- Jonathan Ross, an Iraq War veteran, has served nearly 20 years in Border Patrol and ICE
- Ross has been a deportation officer with ICE since 2015 and part of ICE's special response team
- Ross was seriously injured last June when dragged by a fleeing suspect's vehicle in Minnesota
The federal agent who shot and killed a driver in Minneapolis is an Iraq War veteran who has served for nearly two decades in the Border Patrol and US Immigration and Customs Enforcement, according to records obtained Thursday by The Associated Press.
Jonathan Ross, who shot and killed Renee Good on Wednesday, has served as a deportation officer with ICE since 2015, records show. He was seriously injured last summer when he was dragged by the vehicle of a fleeing suspect whom he shot with a stun gun.
Federal officials have not named the officer who shot Good, a 37-year-old mother who was shot as she tried to drive away from federal agents. But Homeland Secretary Kristi Noem said the agent who shot Good had been dragged by a vehicle last June, and a department spokesperson confirmed Noem was referring to the Bloomington, Minnesota, case in which documents identified the injured officer as Ross.
Read | Minneapolis Woman Shot Dead By US Immigration Agent Was A Poet, Mother Of 3
Noem and other Trump administration officials have defended the agent as an experienced law enforcement professional who followed his training and shot Good after he believed she was trying to run him or other agents over with her vehicle. Video has raised questions about whether the shooting was in self-defense, and the FBI is investigating the deadly use of force. Some protesters are demanding that Ross face criminal charges, and Minnesota authorities also want to investigate.
Attempts to reach Ross, 43, at phone numbers and email addresses associated with him were not immediately successful.
Here are some things to know about him:
In courtroom testimony last month, Ross said he deployed to Iraq from 2004 to 2005 with the Indiana National Guard. Ross said he served as a machine gunner on a gun truck as part of a combat patrol team.
He said he returned from Iraq in 2005, went to college and joined the Border Patrol in 2007 near El Paso, Texas. He worked there until 2015, serving as a field intelligence agent gathering and analyzing information on cartels and drug and human smuggling.
Ross said he has served as a deportation officer based in Minnesota since he joined ICE in 2015. He is assigned to fugitive operations, seeking to arrest “higher value targets” in the ICE region that includes Minneapolis, he testified last month. He said that he was also a team leader with the FBI's Joint Terrorism Task Force.
“So I develop the targets, create a target package, surveillance, and then develop a plan to execute the arrest warrant,” he said.
Ross said that he was also a firearms instructor, an active shooter instructor, a field intelligence officer and member of the SWAT team. He said that he attended the Border Patrol's academy in New Mexico, where he learned to speak Spanish.

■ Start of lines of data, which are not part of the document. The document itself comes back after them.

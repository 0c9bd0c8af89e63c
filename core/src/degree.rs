use serde::Serialize;

use crate::error::{GraphError, Result};
use crate::graph::{CsrGraph, NodeId};

/// Out-degree of a single node.
#[derive(Debug, Clone, Copy, PartialEq, Eq, Serialize)]
pub struct DegreeResult {
    pub node_id: NodeId,
    pub out_degree: usize,
}

/// Out-degree of `node`, read from the row offsets in O(1).
pub fn degree_of(graph: &CsrGraph, node: NodeId) -> Result<usize> {
    graph.check_node(node)?;
    Ok(graph.out_degree_unchecked(node as usize))
}

/// Node with the highest out-degree; ties go to the lowest id.
///
/// Single O(n) scan over adjacent offset pairs.
pub fn node_of_max_degree(graph: &CsrGraph) -> Result<NodeId> {
    let mut best: Option<(usize, usize)> = None;
    for (node, bounds) in graph.row_offsets().windows(2).enumerate() {
        let degree = bounds[1] - bounds[0];
        if best.map_or(true, |(_, top)| degree > top) {
            best = Some((node, degree));
        }
    }
    best.map(|(node, _)| node as NodeId)
        .ok_or(GraphError::EmptyGraph)
}

/// Nodes ranked by out-degree (descending), ties by node id (ascending).
///
/// `top_n == 0` returns every node.
pub fn top_degrees(graph: &CsrGraph, top_n: usize) -> Vec<DegreeResult> {
    let mut results: Vec<DegreeResult> = (0..graph.node_count())
        .map(|node| DegreeResult {
            node_id: node as NodeId,
            out_degree: graph.out_degree_unchecked(node),
        })
        .collect();

    results.sort_by(|a, b| {
        b.out_degree
            .cmp(&a.out_degree)
            .then(a.node_id.cmp(&b.node_id))
    });

    if top_n > 0 && top_n < results.len() {
        results.truncate(top_n);
    }

    results
}
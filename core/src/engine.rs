//! Query facade: owns at most one loaded graph and routes queries to it.
//!
//! `load` takes `&mut self` and every query takes `&self`, so the borrow
//! checker enforces the load/query phase split: a query can never observe a
//! store mid-construction. Share an engine across threads behind an
//! `RwLock` (loads take the write lock, queries the read lock).

use std::io::BufRead;
use std::path::{Path, PathBuf};
use std::time::Instant;

use serde::Serialize;
use tracing::{info, warn};

use crate::degree::{self, DegreeResult};
use crate::error::{GraphError, Result};
use crate::graph::{CsrGraph, NodeId};
use crate::ingest::{self, EdgeList, IngestOptions};
use crate::traversal::{self, Subgraph, SubgraphEdge, TraversalResult};

#[derive(Debug, Clone, Copy, Default, PartialEq, Eq)]
pub struct EngineConfig {
    /// Reject loads whose CSR arrays would exceed this many MiB.
    pub max_memory_mb: Option<usize>,
    pub ingest: IngestOptions,
}

/// Counts reported by a successful load.
#[derive(Debug, Clone, Copy, PartialEq, Serialize)]
pub struct LoadSummary {
    pub node_count: usize,
    pub edge_count: usize,
    pub load_time_ms: f64,
    pub generation: u64,
}

#[derive(Debug, Clone, Copy, PartialEq, Eq, Serialize)]
#[serde(rename_all = "snake_case")]
pub enum LoadState {
    NotLoaded,
    Loaded,
}

/// Snapshot of the engine's current graph.
#[derive(Debug, Clone, PartialEq, Serialize)]
pub struct GraphStatus {
    pub status: LoadState,
    pub source: Option<String>,
    pub node_count: usize,
    pub edge_count: usize,
    pub memory_bytes: usize,
    pub load_time_ms: f64,
    pub generation: u64,
}

struct LoadedGraph {
    graph: CsrGraph,
    source: PathBuf,
    load_time_ms: f64,
    generation: u64,
}

/// Holds the current graph (or none) and answers degree and traversal queries.
#[derive(Default)]
pub struct GraphEngine {
    config: EngineConfig,
    state: Option<LoadedGraph>,
    /// Bumped on every successful load; 0 until the first one.
    generation: u64,
}

impl GraphEngine {
    pub fn new() -> Self {
        Self::default()
    }

    pub fn with_config(config: EngineConfig) -> Self {
        Self {
            config,
            ..Self::default()
        }
    }

    pub fn config(&self) -> &EngineConfig {
        &self.config
    }

    /// Parse the edge list at `path` and replace the current graph with it.
    ///
    /// The new store is built completely before it is swapped in. On any
    /// failure the previously loaded graph (or "no graph") is left untouched.
    pub fn load(&mut self, path: impl AsRef<Path>) -> Result<LoadSummary> {
        let path = path.as_ref();
        let start = Instant::now();
        let parsed = ingest::parse(path, self.config.ingest);
        self.finish_load(parsed, path, start)
    }

    /// Same as [`GraphEngine::load`] but reads from an already-open source.
    pub fn load_from_reader<R: BufRead>(
        &mut self,
        reader: R,
        source: impl AsRef<Path>,
    ) -> Result<LoadSummary> {
        let source = source.as_ref();
        let start = Instant::now();
        let parsed = ingest::parse_reader(reader, source, self.config.ingest);
        self.finish_load(parsed, source, start)
    }

    fn finish_load(
        &mut self,
        parsed: Result<EdgeList>,
        source: &Path,
        start: Instant,
    ) -> Result<LoadSummary> {
        let graph = parsed.and_then(|list| self.build_store(&list));
        let graph = match graph {
            Ok(graph) => graph,
            Err(e) => {
                warn!(
                    source = %source.display(),
                    error = %e,
                    "load rejected, keeping previous graph"
                );
                return Err(e);
            }
        };

        let load_time_ms = start.elapsed().as_secs_f64() * 1000.0;
        self.generation += 1;
        let summary = LoadSummary {
            node_count: graph.node_count(),
            edge_count: graph.edge_count(),
            load_time_ms,
            generation: self.generation,
        };

        info!(
            source = %source.display(),
            nodes = summary.node_count,
            edges = summary.edge_count,
            memory_bytes = graph.memory_usage(),
            load_time_ms,
            generation = self.generation,
            "graph loaded"
        );

        self.state = Some(LoadedGraph {
            graph,
            source: source.to_path_buf(),
            load_time_ms,
            generation: self.generation,
        });
        Ok(summary)
    }

    fn build_store(&self, list: &EdgeList) -> Result<CsrGraph> {
        if let Some(max_mb) = self.config.max_memory_mb {
            let needed = CsrGraph::estimated_bytes(list.node_count, list.edge_count());
            let needed_mb = needed.div_ceil(1024 * 1024);
            if needed_mb > max_mb as u64 {
                return Err(GraphError::capacity(
                    "estimated memory (MB)",
                    needed_mb,
                    Some(max_mb as u64),
                ));
            }
        }
        CsrGraph::build(&list.edges, list.node_count)
    }

    fn loaded(&self) -> Result<&LoadedGraph> {
        self.state.as_ref().ok_or(GraphError::NoGraphLoaded)
    }

    /// The current store, for callers that need direct CSR access.
    pub fn graph(&self) -> Result<&CsrGraph> {
        self.loaded().map(|lg| &lg.graph)
    }

    pub fn is_loaded(&self) -> bool {
        self.state.is_some()
    }

    /// Generation of the current graph; 0 before the first successful load.
    pub fn generation(&self) -> u64 {
        self.generation
    }

    /// True if `result` was computed against the graph currently loaded.
    pub fn is_current(&self, result: &TraversalResult) -> bool {
        self.state
            .as_ref()
            .is_some_and(|lg| lg.generation == result.generation)
    }

    pub fn node_count(&self) -> Result<usize> {
        self.graph().map(CsrGraph::node_count)
    }

    pub fn edge_count(&self) -> Result<usize> {
        self.graph().map(CsrGraph::edge_count)
    }

    pub fn degree_of(&self, node: NodeId) -> Result<usize> {
        degree::degree_of(self.graph()?, node)
    }

    pub fn node_of_max_degree(&self) -> Result<NodeId> {
        degree::node_of_max_degree(self.graph()?)
    }

    pub fn top_degrees(&self, top_n: usize) -> Result<Vec<DegreeResult>> {
        Ok(degree::top_degrees(self.graph()?, top_n))
    }

    pub fn neighbors(&self, node: NodeId) -> Result<&[NodeId]> {
        self.graph()?.neighbors(node)
    }

    pub fn bounded_bfs(&self, start: NodeId, max_depth: u32) -> Result<TraversalResult> {
        let lg = self.loaded()?;
        let mut result = traversal::bounded_bfs(&lg.graph, start, max_depth)?;
        result.generation = lg.generation;
        Ok(result)
    }

    pub fn induced_edges(&self, start: NodeId, max_depth: u32) -> Result<Vec<SubgraphEdge>> {
        Ok(self.subgraph(start, max_depth)?.edges)
    }

    /// Visited nodes and induced edges from a single traversal.
    pub fn subgraph(&self, start: NodeId, max_depth: u32) -> Result<Subgraph> {
        let lg = self.loaded()?;
        let mut sub = traversal::extract_subgraph(&lg.graph, start, max_depth)?;
        sub.traversal.generation = lg.generation;
        Ok(sub)
    }

    pub fn status(&self) -> GraphStatus {
        match &self.state {
            Some(lg) => GraphStatus {
                status: LoadState::Loaded,
                source: Some(lg.source.display().to_string()),
                node_count: lg.graph.node_count(),
                edge_count: lg.graph.edge_count(),
                memory_bytes: lg.graph.memory_usage(),
                load_time_ms: lg.load_time_ms,
                generation: lg.generation,
            },
            None => GraphStatus {
                status: LoadState::NotLoaded,
                source: None,
                node_count: 0,
                edge_count: 0,
                memory_bytes: 0,
                load_time_ms: 0.0,
                generation: self.generation,
            },
        }
    }
}
use std::io::Write;

use anyhow::Result;
use neuronet_core::{DegreeResult, GraphEngine, NodeId};

use crate::output::{write_json, OutputFormat};

pub fn run_degree(
    engine: &GraphEngine,
    node: NodeId,
    format: OutputFormat,
    out: &mut dyn Write,
) -> Result<()> {
    let result = DegreeResult {
        node_id: node,
        out_degree: engine.degree_of(node)?,
    };
    match format {
        OutputFormat::Json => write_json(out, &result),
        OutputFormat::Text => {
            writeln!(out, "node {}: out-degree {}", node, result.out_degree)?;
            Ok(())
        }
    }
}

pub fn run_max_degree(
    engine: &GraphEngine,
    format: OutputFormat,
    out: &mut dyn Write,
) -> Result<()> {
    let node = engine.node_of_max_degree()?;
    let result = DegreeResult {
        node_id: node,
        out_degree: engine.degree_of(node)?,
    };
    match format {
        OutputFormat::Json => write_json(out, &result),
        OutputFormat::Text => {
            writeln!(
                out,
                "node {} has the highest out-degree ({})",
                node, result.out_degree
            )?;
            Ok(())
        }
    }
}

pub fn run_top(
    engine: &GraphEngine,
    top_n: usize,
    format: OutputFormat,
    out: &mut dyn Write,
) -> Result<()> {
    let results = engine.top_degrees(top_n)?;
    if format == OutputFormat::Json {
        return write_json(out, &results);
    }

    writeln!(out, "{:>10} {:>12}", "node", "out_degree")?;
    writeln!(out, "{:->10} {:->12}", "", "")?;
    for dr in results {
        writeln!(out, "{:>10} {:>12}", dr.node_id, dr.out_degree)?;
    }
    Ok(())
}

Ross was a leader of a team of agents who went to arrest a man who was in the US illegally in the Minneapolis suburb of Bloomington on June 17. Agents had gathered outside the home of the man, Roberto Munoz-Guatemala, who left in his car, according to court records.
FBI agents activated emergency sirens and lights instructing him to pull over but he did not. Ross pulled his vehicle diagonally in front of Munoz-Guatemala to force him to stop.
Ross and an FBI agent identified themselves as police and pointed guns at Munoz-Guatemala, who raised his hands. Ross then approached Munoz-Guatemala's vehicle and ordered him to put it in park.
Ross told the driver to lower his window all the way down and warned that he would break it if he did not. Ross used a device known as a “spring-loaded window punch” to break the rear driver's side window and reached inside the car to unlock the driver's door.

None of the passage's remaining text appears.